What if I heard Him wrong? What if I made this all up in my head? I pray about it constantly. I pray that God would take it from me if this isn't real, and if this is all a figment of my imagination. "If this is not from you, Lord, rid me of it." I have prayed probably ten billion times these past few years. He, instead of taking it keeps giving me little glimpses of hope, and tastes of the future. Which causes me to flail and try and grasp all the more, instead of being thankful for the little blessings and ways He tries to sustain me through this process. 

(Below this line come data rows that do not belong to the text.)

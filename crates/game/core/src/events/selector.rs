use crate::rng::RandomSource;

/// Ordered entries with relative integer weights.
///
/// Weights need not sum to 100. Selection draws uniformly in `[1, total]` and
/// walks the entries in insertion order; the first entry whose cumulative
/// weight reaches the draw wins, so ties resolve to the earlier entry.
#[derive(Clone, Debug, PartialEq, Eq)]
#[cfg_attr(feature = "serde", derive(serde::Serialize, serde::Deserialize))]
pub struct WeightedTable<T> {
    entries: Vec<(T, u32)>,
}

impl<T> WeightedTable<T> {
    pub fn new(entries: Vec<(T, u32)>) -> Self {
        Self { entries }
    }

    pub fn total_weight(&self) -> u64 {
        self.entries.iter().map(|(_, w)| u64::from(*w)).sum()
    }

    pub fn len(&self) -> usize {
        self.entries.len()
    }

    pub fn is_empty(&self) -> bool {
        self.entries.is_empty()
    }

    pub fn iter(&self) -> impl Iterator<Item = (&T, u32)> {
        self.entries.iter().map(|(item, w)| (item, *w))
    }

    /// Resolve a draw in `[1, total]` to an entry.
    pub fn resolve(&self, draw: u64) -> Option<&T> {
        let mut cumulative = 0u64;
        for (item, weight) in &self.entries {
            cumulative += u64::from(*weight);
            if draw <= cumulative && *weight > 0 {
                return Some(item);
            }
        }
        None
    }

    /// Pick an entry. Returns `None` when the total weight is zero.
    pub fn select(&self, rng: &mut (impl RandomSource + ?Sized)) -> Option<&T> {
        let total = self.total_weight();
        if total == 0 {
            return None;
        }
        let upper = u32::try_from(total).unwrap_or(u32::MAX);
        let draw = rng.range(1, upper);
        self.resolve(u64::from(draw))
    }
}

impl<T> Default for WeightedTable<T> {
    fn default() -> Self {
        Self {
            entries: Vec::new(),
        }
    }
}

impl<T> FromIterator<(T, u32)> for WeightedTable<T> {
    fn from_iter<I: IntoIterator<Item = (T, u32)>>(iter: I) -> Self {
        Self::new(iter.into_iter().collect())
    }
}
#![allow(dead_code)]

use std::sync::Arc;

use game_content::GameContent;
use game_core::{CreditPolicy, GameConfig, PlayerId, RandomSource};
use runtime::{
    Command, GameStore, InMemoryStore, ManualClock, OracleManager, Reply, Runtime, RuntimeHandle,
    StaticRoster,
};

pub const START_TIME: i64 = 1_700_000_000;

pub struct Harness {
    pub runtime: Runtime,
    pub handle: RuntimeHandle,
    pub store: Arc<InMemoryStore>,
    pub clock: Arc<ManualClock>,
}

impl Harness {
    pub async fn dispatch(&self, player: u64, input: &str) -> Reply {
        let command: Command = input.parse().expect("test command should parse");
        self.handle
            .dispatch(PlayerId(player), command)
            .await
            .expect("dispatch should not hit storage errors")
    }
}

pub fn oracles(policy: CreditPolicy) -> OracleManager {
    OracleManager::new(
        GameContent::builtin().with_config(GameConfig::default().with_credit_policy(policy)),
    )
}

/// Runtime without tick workers over an inspectable in-memory store.
pub async fn harness(
    policy: CreditPolicy,
    rng: impl RandomSource + 'static,
    roster: &[u64],
) -> Harness {
    let store = Arc::new(InMemoryStore::new());
    let clock = Arc::new(ManualClock::new(START_TIME));
    let runtime = Runtime::builder()
        .oracles(oracles(policy))
        .store(Arc::clone(&store) as Arc<dyn GameStore>)
        .clock(clock.clone())
        .roster(StaticRoster::new(roster.iter().copied().map(PlayerId)))
        .rng(rng)
        .enable_ticks(false)
        .build()
        .await
        .expect("runtime should build");
    let handle = runtime.handle();
    Harness {
        runtime,
        handle,
        store,
        clock,
    }
}
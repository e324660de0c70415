//! Table-backed store shared by the in-memory and file backends.

use std::collections::VecDeque;
use std::sync::{Mutex, PoisonError, RwLock};

use game_core::{
    Alliance, AllianceId, AllianceMembership, CrewMember, CrewSkill, EventLogEntry, Mission,
    MissionDraft, MissionId, Player, PlayerId, ShipState, Timestamp, UpgradeRecord,
};

use super::traits::{
    AllianceRepository, BatchRepository, CrewRepository, JournalRepository, MissionRepository,
    PlayerRepository, ShipRepository,
};
use super::{JournalLine, RepositoryError, Result, Tables, WriteBatch};

/// Journal lines kept by [`Volatile`] before the oldest are dropped.
pub const DEFAULT_JOURNAL_RETENTION: usize = 10_000;

/// Durability hook invoked by [`TableStore`] before a change becomes visible.
///
/// If a hook fails the store keeps its previous tables, so readers never see
/// a value that was not persisted. The journal lives entirely in the backend.
pub trait Persistence: Send + Sync {
    /// Persist the full table set after a mutation.
    fn persist_tables(&self, tables: &Tables) -> Result<()>;

    /// Persist one journal line.
    fn append_journal(&self, line: &JournalLine) -> Result<()>;

    /// Journal lines of `player`, oldest first.
    fn journal_for(&self, player: PlayerId) -> Result<Vec<JournalLine>>;
}

/// Backend that keeps nothing beyond process memory.
///
/// Tables are never written anywhere. The journal is a ring of the most
/// recent lines.
#[derive(Debug)]
pub struct Volatile {
    journal: Mutex<VecDeque<JournalLine>>,
    retention: usize,
}

impl Volatile {
    pub fn new() -> Self {
        Self::with_retention(DEFAULT_JOURNAL_RETENTION)
    }

    /// Keep at most `lines` journal lines.
    pub fn with_retention(lines: usize) -> Self {
        Self {
            journal: Mutex::new(VecDeque::new()),
            retention: lines,
        }
    }
}

impl Default for Volatile {
    fn default() -> Self {
        Self::new()
    }
}

impl Persistence for Volatile {
    fn persist_tables(&self, _tables: &Tables) -> Result<()> {
        Ok(())
    }

    fn append_journal(&self, line: &JournalLine) -> Result<()> {
        // lines are plain data, a poisoned ring is still consistent
        let mut journal = self.journal.lock().unwrap_or_else(PoisonError::into_inner);
        journal.push_back(line.clone());
        while journal.len() > self.retention {
            journal.pop_front();
        }
        Ok(())
    }

    fn journal_for(&self, player: PlayerId) -> Result<Vec<JournalLine>> {
        let journal = self.journal.lock().unwrap_or_else(PoisonError::into_inner);
        Ok(journal
            .iter()
            .filter(|line| line.player() == player)
            .cloned()
            .collect())
    }
}

/// Game store over a [`Tables`] set and a persistence backend.
///
/// Reads are served from memory. Writes are applied to a copy, handed to the
/// backend, and swapped in only once the backend accepts them. `last_active`
/// touches are the exception: they update the live tables in place and reach
/// the backend with the next persisted write.
pub struct TableStore<P> {
    tables: RwLock<Tables>,
    backend: P,
}

/// In-memory store for tests and local runs.
pub type InMemoryStore = TableStore<Volatile>;

impl InMemoryStore {
    pub fn new() -> Self {
        Self::with_backend(Tables::default(), Volatile::new())
    }

    /// In-memory store keeping at most `lines` journal lines.
    pub fn with_journal_retention(lines: usize) -> Self {
        Self::with_backend(Tables::default(), Volatile::with_retention(lines))
    }
}

impl Default for InMemoryStore {
    fn default() -> Self {
        Self::new()
    }
}

impl<P: Persistence> TableStore<P> {
    pub fn with_backend(tables: Tables, backend: P) -> Self {
        Self {
            tables: RwLock::new(tables),
            backend,
        }
    }

    pub fn backend(&self) -> &P {
        &self.backend
    }

    /// Copy of the current tables.
    pub fn snapshot(&self) -> Result<Tables> {
        self.read(Tables::clone)
    }

    fn read<T>(&self, f: impl FnOnce(&Tables) -> T) -> Result<T> {
        let tables = self
            .tables
            .read()
            .map_err(|_| RepositoryError::LockPoisoned)?;
        Ok(f(&tables))
    }

    fn write<T>(&self, f: impl FnOnce(&mut Tables) -> T) -> Result<T> {
        let mut tables = self
            .tables
            .write()
            .map_err(|_| RepositoryError::LockPoisoned)?;
        let mut next = tables.clone();
        let out = f(&mut next);
        self.backend.persist_tables(&next)?;
        *tables = next;
        Ok(out)
    }

    fn journal_for<T>(
        &self,
        player: PlayerId,
        pick: impl Fn(JournalLine) -> Option<T>,
    ) -> Result<Vec<T>> {
        Ok(self
            .backend
            .journal_for(player)?
            .into_iter()
            .filter_map(pick)
            .collect())
    }
}

impl<P: Persistence> BatchRepository for TableStore<P> {
    fn commit(&self, batch: WriteBatch) -> Result<()> {
        if batch.is_empty() {
            return Ok(());
        }
        self.write(|t| batch.apply(t))
    }
}

impl<P: Persistence> PlayerRepository for TableStore<P> {
    fn load_player(&self, id: PlayerId) -> Result<Option<Player>> {
        self.read(|t| t.players.get(&id).cloned())
    }

    fn save_player(&self, player: &Player) -> Result<()> {
        self.write(|t| {
            t.players.insert(player.id, player.clone());
        })
    }

    fn touch_player(&self, id: PlayerId, now: Timestamp) -> Result<Option<Player>> {
        let mut tables = self
            .tables
            .write()
            .map_err(|_| RepositoryError::LockPoisoned)?;
        Ok(tables.players.get_mut(&id).map(|player| {
            player.touch(now);
            player.clone()
        }))
    }

    fn active_player_ids(&self, since: Timestamp) -> Result<Vec<PlayerId>> {
        self.read(|t| t.active_player_ids(since))
    }
}

impl<P: Persistence> ShipRepository for TableStore<P> {
    fn load_ship(&self, player: PlayerId) -> Result<Option<ShipState>> {
        self.read(|t| t.ships.get(&player).copied())
    }

    fn save_ship(&self, player: PlayerId, ship: &ShipState) -> Result<()> {
        self.write(|t| {
            t.ships.insert(player, *ship);
        })
    }
}

impl<P: Persistence> CrewRepository for TableStore<P> {
    fn add_crew_member(
        &self,
        player: PlayerId,
        name: &str,
        skill: CrewSkill,
    ) -> Result<CrewMember> {
        self.write(|t| t.insert_crew(player, name, skill))
    }

    fn list_crew(&self, player: PlayerId) -> Result<Vec<CrewMember>> {
        self.read(|t| {
            t.crew
                .iter()
                .filter(|c| c.player == player)
                .cloned()
                .collect()
        })
    }
}

impl<P: Persistence> MissionRepository for TableStore<P> {
    fn add_mission(
        &self,
        player: PlayerId,
        draft: MissionDraft,
        now: Timestamp,
    ) -> Result<Mission> {
        self.write(|t| t.insert_mission(player, draft, now))
    }

    fn load_mission(&self, id: MissionId) -> Result<Option<Mission>> {
        self.read(|t| t.mission(id).cloned())
    }

    fn active_missions(&self, player: PlayerId) -> Result<Vec<Mission>> {
        self.read(|t| {
            t.missions
                .iter()
                .filter(|m| m.player == player && m.is_active())
                .cloned()
                .collect()
        })
    }
}

impl<P: Persistence> AllianceRepository for TableStore<P> {
    fn create_alliance(&self, name: &str, founder: PlayerId, now: Timestamp) -> Result<Alliance> {
        self.write(|t| {
            let alliance = t.insert_alliance(name, now);
            t.memberships.push(AllianceMembership {
                player: founder,
                alliance: alliance.id,
                joined_at: now,
            });
            alliance
        })
    }

    fn load_alliance(&self, id: AllianceId) -> Result<Option<Alliance>> {
        self.read(|t| t.alliances.iter().find(|a| a.id == id).cloned())
    }

    fn list_alliances(&self) -> Result<Vec<Alliance>> {
        self.read(|t| t.alliances.clone())
    }

    fn memberships(&self, player: PlayerId) -> Result<Vec<AllianceMembership>> {
        self.read(|t| {
            t.memberships
                .iter()
                .filter(|m| m.player == player)
                .cloned()
                .collect()
        })
    }
}

impl<P: Persistence> JournalRepository for TableStore<P> {
    fn append_event(&self, entry: &EventLogEntry) -> Result<()> {
        self.backend
            .append_journal(&JournalLine::Event(entry.clone()))
    }

    fn append_upgrade(&self, record: &UpgradeRecord) -> Result<()> {
        self.backend
            .append_journal(&JournalLine::Upgrade(record.clone()))
    }

    fn events_for(&self, player: PlayerId) -> Result<Vec<EventLogEntry>> {
        self.journal_for(player, |line| match line {
            JournalLine::Event(entry) => Some(entry),
            JournalLine::Upgrade(_) => None,
        })
    }

    fn upgrades_for(&self, player: PlayerId) -> Result<Vec<UpgradeRecord>> {
        self.journal_for(player, |line| match line {
            JournalLine::Upgrade(record) => Some(record),
            JournalLine::Event(_) => None,
        })
    }
}
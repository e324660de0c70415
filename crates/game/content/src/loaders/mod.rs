//! Content loaders for reading game data from files.
//!
//! Each loader reads one file; [`ContentFactory`] assembles them into a
//! [`GameContent`](crate::GameContent), falling back to built-ins for files
//! that are absent.

pub mod config;
pub mod crew;
pub mod events;
pub mod factory;
pub mod missions;
pub mod shop;

pub use config::ConfigLoader;
pub use crew::CrewLoader;
pub use events::{EventLoader, LoadedEvents};
pub use factory::ContentFactory;
pub use missions::MissionLoader;
pub use shop::ShopLoader;

use std::path::Path;

/// Common result type for loaders.
pub type LoadResult<T> = anyhow::Result<T>;

/// Helper function to read file contents.
pub(crate) fn read_file(path: &Path) -> LoadResult<String> {
    std::fs::read_to_string(path)
        .map_err(|e| anyhow::anyhow!("Failed to read file {}: {}", path.display(), e))
}
//! Single-roll player activities: scanning, stealing and recruiting.

use crate::events::{WeightedTable, conditions};
use crate::rng::{RandomSource, choose};
use crate::state::CrewSkill;

/// Category of a scan result.
#[derive(Clone, Copy, Debug, PartialEq, Eq, Hash, strum::Display, strum::EnumString)]
#[cfg_attr(feature = "serde", derive(serde::Serialize, serde::Deserialize))]
#[cfg_attr(feature = "serde", serde(rename_all = "lowercase"))]
#[strum(serialize_all = "lowercase", ascii_case_insensitive)]
pub enum ScanFinding {
    Resource,
    Danger,
    Mission,
    Nothing,
}

#[derive(Clone, Debug, PartialEq, Eq)]
#[cfg_attr(feature = "serde", derive(serde::Serialize, serde::Deserialize))]
pub struct ScanOutcome {
    pub finding: ScanFinding,
    pub weight: u32,
    pub description: String,
}

#[derive(Clone, Debug, PartialEq, Eq)]
pub struct ScanReport {
    pub finding: ScanFinding,
    pub description: String,
    /// Local atmospheric descriptor.
    pub condition: &'static str,
}

/// Weighted scan outcomes.
#[derive(Clone, Debug, Default, PartialEq, Eq)]
pub struct ScanTable {
    outcomes: WeightedTable<ScanOutcome>,
}

impl ScanTable {
    pub fn new(outcomes: Vec<ScanOutcome>) -> Self {
        Self {
            outcomes: outcomes
                .into_iter()
                .map(|o| {
                    let w = o.weight;
                    (o, w)
                })
                .collect(),
        }
    }

    pub fn outcomes(&self) -> impl Iterator<Item = &ScanOutcome> {
        self.outcomes.iter().map(|(o, _)| o)
    }

    pub fn scan(&self, rng: &mut (impl RandomSource + ?Sized)) -> ScanReport {
        let (finding, description) = match self.outcomes.select(rng) {
            Some(outcome) => (outcome.finding, outcome.description.clone()),
            None => (
                ScanFinding::Nothing,
                "No significant anomalies in the vicinity.".to_string(),
            ),
        };
        let condition = rng
            .index(conditions::count())
            .map_or_else(|| conditions::condition(0), conditions::condition);
        ScanReport {
            finding,
            description,
            condition,
        }
    }
}

#[derive(Clone, Copy, Debug, PartialEq, Eq)]
pub struct StealAttempt {
    pub roll: u32,
    pub success: bool,
}

/// Roll a d100; the attempt succeeds when the roll exceeds `threshold`.
pub fn attempt_steal(rng: &mut (impl RandomSource + ?Sized), threshold: u32) -> StealAttempt {
    let roll = rng.roll_d100();
    StealAttempt {
        roll,
        success: roll > threshold,
    }
}

#[derive(Clone, Debug, PartialEq, Eq)]
pub struct Recruit {
    pub name: String,
    pub skill: CrewSkill,
}

/// Pick a recruit name and skill uniformly. `None` when either pool is empty.
pub fn roll_recruit(
    rng: &mut (impl RandomSource + ?Sized),
    names: &[String],
    skills: &[CrewSkill],
) -> Option<Recruit> {
    let name = choose(rng, names)?.clone();
    let skill = *choose(rng, skills)?;
    Some(Recruit { name, skill })
}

I sometimes laugh at how hand tailored this situation is for me.  Two of the things I struggle with the most is waiting on God, and doubt. This season of waiting I am in challenges both of my capacities for patience, and trust. But has grown me so much. I am weary, but I am stronger in the Lord because of this. I'm still struggling. Struggling to trust, struggling to be patient, struggling not to try and control the situation. But, compared to three years ago I am a different person. I am learning that the reason God is putting me through this, and puts us through anything, is to grow us and draw us closer to Him. Sometimes changes in us can't come about unless He throws us into a trial of sorts. Whether that be a season of waiting and silence, or something more serious like an illness. We all have our stuff, and thankfully God doesn't allow anything to happen to us without Him using that trial for whatever purpose He has. He doesn't let anything go to waste. Your whole life is stitched together by Him, every occurrence, every breath is full of purpose. That is something to be thankful for. I find rest and assurance in that fact while I am still in the midst of my season of waiting. I pray you do too.